Delinda Dane via Instagram @delindadane
Les plateformes d’écriture en ligne, un formidable nouveau vivier à auteurs
Marie Montblanc explique. « Fyctia est une plateforme collaborative. Elle fonctionne par concours par genre et par thème ; les auteurs ont trois mois pour écrire et poster un premier chapitre. Pour débloquer le chapitre suivant et qu’il soit visible par les lecteurs, Il faut ensuite recevoir un certain nombre de likes, ce qui les pousse à se placer dans une position qu’ils n’auraient pas eu en dehors de la situation et à se créer une communauté pour assurer la continuité de leur récit. On leur laisse ensuite un mois pour terminer le livre, mettre à plat des statistiques et fignoler le manuscrit de A a Z avant de le publier. Le risque éditorial est alors réduit car connu et a déjà un lectorat. »
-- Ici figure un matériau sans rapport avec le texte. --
//! Input Validation Framework
//!
//! Bound request bodies are validated before the handler runs. A type opts in by
//! implementing [`Validate`]; the builder in [`ValidationRules`] covers the common
//! rules. Failures are rendered through the [`Translator`] for the configured
//! [`Locale`], unless the type supplies its own message for a `"field.tag"` key.
//!
//! # Example
//!
//! ```rust,ignore
//! use fast_web::validation::{Validate, ValidationResult, ValidationRules};
//!
//! #[derive(Debug, Default, Serialize, Deserialize)]
//! struct CreateUserInput {
//!     name: String,
//!     email: String,
//!     age: i64,
//! }
//!
//! impl Validate for CreateUserInput {
//!     fn validate(&self) -> ValidationResult {
//!         ValidationRules::new()
//!             .required("name", &self.name)
//!             .max_length("name", &self.name, 100)
//!             .email("email", &self.email)
//!             .range("age", self.age, 0, 150)
//!             .build()
//!     }
//!
//!     fn messages(&self) -> &'static [(&'static str, &'static str)] {
//!         &[("name.required", "please tell us your name")]
//!     }
//! }
//! ```

use regex::Regex;
use serde::{Deserialize, Serialize};
use std::collections::HashMap;
use std::sync::LazyLock;
use tracing::{debug, trace, warn};

/// Separator between rendered field errors.
pub const MESSAGE_SEPARATOR: &str = "; ";

/// Language of generic validation messages.
#[derive(Debug, Clone, Copy, PartialEq, Eq, Hash, Default, Serialize, Deserialize)]
#[serde(rename_all = "lowercase")]
pub enum Locale {
    /// English.
    #[default]
    En,
    /// Simplified Chinese.
    Zh,
}

/// Validation error for a single field.
///
/// `tag` names the failed rule (`required`, `email`, ...). `param` carries the
/// rule argument shown in the message, such as the minimum length.
#[derive(Debug, Clone, PartialEq, Eq, Serialize, Deserialize)]
pub struct FieldError {
    /// The name of the field that failed validation
    pub field: String,
    /// Rule that failed
    pub tag: String,
    /// Rule argument, if any
    #[serde(skip_serializing_if = "Option::is_none")]
    pub param: Option<String>,
}

impl FieldError {
    /// Create a new field error
    pub fn new(field: impl Into<String>, tag: impl Into<String>) -> Self {
        Self {
            field: field.into(),
            tag: tag.into(),
            param: None,
        }
    }

    /// Attach the rule argument.
    pub fn with_param(mut self, param: impl ToString) -> Self {
        self.param = Some(param.to_string());
        self
    }

    /// Create a "required" field error
    pub fn required(field: impl Into<String>) -> Self {
        Self::new(field, "required")
    }

    /// Create a "min_length" field error
    pub fn min_length(field: impl Into<String>, min: usize) -> Self {
        Self::new(field, "min_length").with_param(min)
    }

    /// Create a "max_length" field error
    pub fn max_length(field: impl Into<String>, max: usize) -> Self {
        Self::new(field, "max_length").with_param(max)
    }

    /// Create a "range" field error
    pub fn range(field: impl Into<String>, min: i64, max: i64) -> Self {
        Self::new(field, "range").with_param(format!("{min}..={max}"))
    }

    /// Create a "pattern" field error
    pub fn pattern(field: impl Into<String>, pattern: &str) -> Self {
        Self::new(field, "pattern").with_param(pattern)
    }

    /// Create an "email" field error
    pub fn email(field: impl Into<String>) -> Self {
        Self::new(field, "email")
    }

    /// Create a "password" field error
    pub fn password(field: impl Into<String>) -> Self {
        Self::new(field, "password")
    }

    /// Create a custom field error; the message is used verbatim.
    pub fn custom(field: impl Into<String>, message: impl Into<String>) -> Self {
        Self::new(field, "custom").with_param(message.into())
    }

    /// Key used to look up a type's custom message.
    pub fn message_key(&self) -> String {
        format!("{}.{}", self.field, self.tag)
    }
}

/// Result of validating an input.
#[derive(Debug, Clone, PartialEq, Eq, Serialize, Deserialize)]
pub struct ValidationResult {
    /// Whether the input is valid
    pub valid: bool,
    /// List of field-level errors (empty if valid)
    pub errors: Vec<FieldError>,
}

impl ValidationResult {
    /// Create a successful validation result
    pub fn ok() -> Self {
        Self {
            valid: true,
            errors: Vec::new(),
        }
    }

    /// Create a validation result from a list of errors.
    /// If the list is empty, the result is valid.
    pub fn from_errors(errors: Vec<FieldError>) -> Self {
        if !errors.is_empty() {
            let field_names: Vec<_> = errors.iter().map(|e| e.field.as_str()).collect();
            debug!(
                error_count = errors.len(),
                fields = ?field_names,
                "Validation failed"
            );
        }
        Self {
            valid: errors.is_empty(),
            errors,
        }
    }

    /// Check if validation passed
    pub fn is_valid(&self) -> bool {
        self.valid
    }

    /// Get the errors
    pub fn errors(&self) -> &[FieldError] {
        &self.errors
    }

    /// Merge another validation result into this one
    pub fn merge(mut self, other: ValidationResult) -> Self {
        self.errors.extend(other.errors);
        self.valid = self.errors.is_empty();
        self
    }

    /// Render every error, preferring `messages` over the translator, and join them.
    pub fn render(&self, messages: &[(&str, &str)], translator: &Translator) -> String {
        self.errors
            .iter()
            .map(|error| {
                let key = error.message_key();
                messages
                    .iter()
                    .find(|(k, _)| *k == key)
                    .map(|(_, message)| (*message).to_string())
                    .unwrap_or_else(|| translator.translate(error))
            })
            .collect::<Vec<_>>()
            .join(MESSAGE_SEPARATOR)
    }
}

impl Default for ValidationResult {
    fn default() -> Self {
        Self::ok()
    }
}

/// Trait for validatable input types.
///
/// The default implementation accepts everything, so types without rules can
/// opt in with an empty `impl Validate for MyInput {}`.
pub trait Validate {
    /// Validate the input and return a result with any errors
    fn validate(&self) -> ValidationResult {
        ValidationResult::ok()
    }

    /// Custom messages keyed `"field.tag"`, consulted before the translator.
    fn messages(&self) -> &'static [(&'static str, &'static str)] {
        &[]
    }
}

impl Validate for () {}

impl Validate for serde_json::Value {}

impl<T: Validate> Validate for Option<T> {
    fn validate(&self) -> ValidationResult {
        match self {
            Some(value) => value.validate(),
            None => ValidationResult::ok(),
        }
    }

    fn messages(&self) -> &'static [(&'static str, &'static str)] {
        match self {
            Some(value) => value.messages(),
            None => &[],
        }
    }
}

impl<T: Validate> Validate for Vec<T> {
    fn validate(&self) -> ValidationResult {
        self.iter()
            .fold(ValidationResult::ok(), |acc, item| acc.merge(item.validate()))
    }
}

/// Validate `value` and render failures in `locale`.
pub fn check<T: Validate>(value: &T, locale: Locale) -> Result<(), String> {
    let result = value.validate();
    if result.is_valid() {
        return Ok(());
    }
    Err(result.render(value.messages(), &Translator::new(locale)))
}

/// Builder for validation rules.
///
/// # Example
///
/// ```rust,ignore
/// let result = ValidationRules::new()
///     .required("name", &input.name)
///     .min_length("name", &input.name, 2)
///     .email("email", &input.email)
///     .password("password", &input.password)
///     .build();
/// ```
#[derive(Debug, Default)]
pub struct ValidationRules {
    errors: Vec<FieldError>,
}

impl ValidationRules {
    /// Create a new validation rules builder
    pub fn new() -> Self {
        Self { errors: Vec::new() }
    }

    /// Add a custom error
    pub fn add_error(mut self, error: FieldError) -> Self {
        trace!(field = %error.field, tag = %error.tag, "Adding custom validation error");
        self.errors.push(error);
        self
    }

    /// Validate that a string field is not empty (required)
    pub fn required(mut self, field: &str, value: &str) -> Self {
        if value.trim().is_empty() {
            trace!(field = %field, "Required field is empty");
            self.errors.push(FieldError::required(field));
        }
        self
    }

    /// Validate that an optional value is present
    pub fn required_some<T>(mut self, field: &str, value: &Option<T>) -> Self {
        if value.is_none() {
            self.errors.push(FieldError::required(field));
        }
        self
    }

    /// Validate minimum string length, in characters
    pub fn min_length(mut self, field: &str, value: &str, min: usize) -> Self {
        if value.chars().count() < min {
            self.errors.push(FieldError::min_length(field, min));
        }
        self
    }

    /// Validate maximum string length, in characters
    pub fn max_length(mut self, field: &str, value: &str, max: usize) -> Self {
        if value.chars().count() > max {
            self.errors.push(FieldError::max_length(field, max));
        }
        self
    }

    /// Validate that a number is within a range (inclusive)
    pub fn range(mut self, field: &str, value: i64, min: i64, max: i64) -> Self {
        if value < min || value > max {
            trace!(field = %field, value = value, min = min, max = max, "Field outside valid range");
            self.errors.push(FieldError::range(field, min, max));
        }
        self
    }

    /// Validate that a string matches a regex pattern
    pub fn pattern(mut self, field: &str, value: &str, pattern: &str) -> Self {
        match Regex::new(pattern) {
            Ok(re) => {
                if !re.is_match(value) {
                    self.errors.push(FieldError::pattern(field, pattern));
                }
            }
            Err(e) => {
                warn!(field = %field, pattern = %pattern, error = %e, "Invalid validation regex pattern");
                self.errors.push(FieldError::pattern(field, pattern));
            }
        }
        self
    }

    /// Validate that a string is an email address. Empty strings are left to `required`.
    pub fn email(mut self, field: &str, value: &str) -> Self {
        if !value.is_empty() && !is_email(value) {
            self.errors.push(FieldError::email(field));
        }
        self
    }

    /// Password strength: at least 8 ASCII letters or digits, with a lowercase
    /// letter, an uppercase letter and a digit.
    pub fn password(mut self, field: &str, value: &str) -> Self {
        let strong = value.len() >= 8
            && value.chars().all(|c| c.is_ascii_alphanumeric())
            && value.chars().any(|c| c.is_ascii_lowercase())
            && value.chars().any(|c| c.is_ascii_uppercase())
            && value.chars().any(|c| c.is_ascii_digit());
        if !strong {
            self.errors.push(FieldError::password(field));
        }
        self
    }

    /// Run an arbitrary check.
    pub fn custom(mut self, field: &str, ok: bool, message: &str) -> Self {
        if !ok {
            self.errors.push(FieldError::custom(field, message));
        }
        self
    }

    /// Build the validation result
    pub fn build(self) -> ValidationResult {
        ValidationResult::from_errors(self.errors)
    }
}

fn is_email(value: &str) -> bool {
    let Some((local, domain)) = value.split_once('@') else {
        return false;
    };
    !local.is_empty()
        && !domain.contains('@')
        && domain.contains('.')
        && !domain.starts_with('.')
        && !domain.ends_with('.')
        && !value.chars().any(char::is_whitespace)
}

static TRANSLATIONS: LazyLock<HashMap<(Locale, &'static str), &'static str>> =
    LazyLock::new(|| {
        HashMap::from([
            ((Locale::En, "required"), "{field} is a required field"),
            (
                (Locale::En, "min_length"),
                "{field} must be at least {param} characters in length",
            ),
            (
                (Locale::En, "max_length"),
                "{field} must be a maximum of {param} characters in length",
            ),
            ((Locale::En, "range"), "{field} must be in the range {param}"),
            ((Locale::En, "email"), "{field} must be a valid email address"),
            ((Locale::En, "pattern"), "{field} has an invalid format"),
            ((Locale::En, "password"), "{field} is too weak"),
            ((Locale::Zh, "required"), "{field}为必填字段"),
            ((Locale::Zh, "min_length"), "{field}长度必须至少为{param}个字符"),
            ((Locale::Zh, "max_length"), "{field}长度不能超过{param}个字符"),
            ((Locale::Zh, "range"), "{field}必须在{param}范围内"),
            ((Locale::Zh, "email"), "{field}必须是一个有效的邮箱"),
            ((Locale::Zh, "pattern"), "{field}格式不正确"),
            ((Locale::Zh, "password"), "{field}复杂度太低!"),
        ])
    });

/// Renders [`FieldError`]s using the built-in message tables.
///
/// The tables are built on first use and read-only afterwards.
#[derive(Debug, Clone, Copy)]
pub struct Translator {
    locale: Locale,
}

impl Translator {
    /// Translator for `locale`.
    pub fn new(locale: Locale) -> Self {
        Self { locale }
    }

    /// Locale in use.
    pub fn locale(&self) -> Locale {
        self.locale
    }

    /// Localized text for one error.
    pub fn translate(&self, error: &FieldError) -> String {
        if error.tag == "custom" {
            return error.param.clone().unwrap_or_default();
        }
        let template = TRANSLATIONS
            .get(&(self.locale, error.tag.as_str()))
            .or_else(|| TRANSLATIONS.get(&(Locale::En, error.tag.as_str())));
        match template {
            Some(template) => template
                .replace("{field}", &error.field)
                .replace("{param}", error.param.as_deref().unwrap_or_default()),
            None => format!("{} failed on the '{}' rule", error.field, error.tag),
        }
    }
}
Les réseaux sociaux prennent alors un rôle central pour promouvoir la romance, car on a le sentiment qu’il y a besoin d’une proximité avec le lectorat. En tant qu’autrice, Delinda affirme ce besoin de présence sur les réseaux. « Les réponses aux DM (direct messages, messages directs) sont très appréciées et demandées. Mes abonnés n’influencent cependant pas forcement mon écriture, car personne ne sait de quoi parle mon roman en cours ; c’est plus lors de la promo que la communauté peut avoir un impact« . Il n’y a donc pas d’écriture participative mais une forme de promo collective. En effet, les lectrices ne sont pas en reste lorsqu’il s’agit de communiquer sur le nouveau livre favori, comme en témoigne le phénomène Booktok.
Pssst!! Retrouvez Delinda Dane sur Instagram, Twitter et Facebook.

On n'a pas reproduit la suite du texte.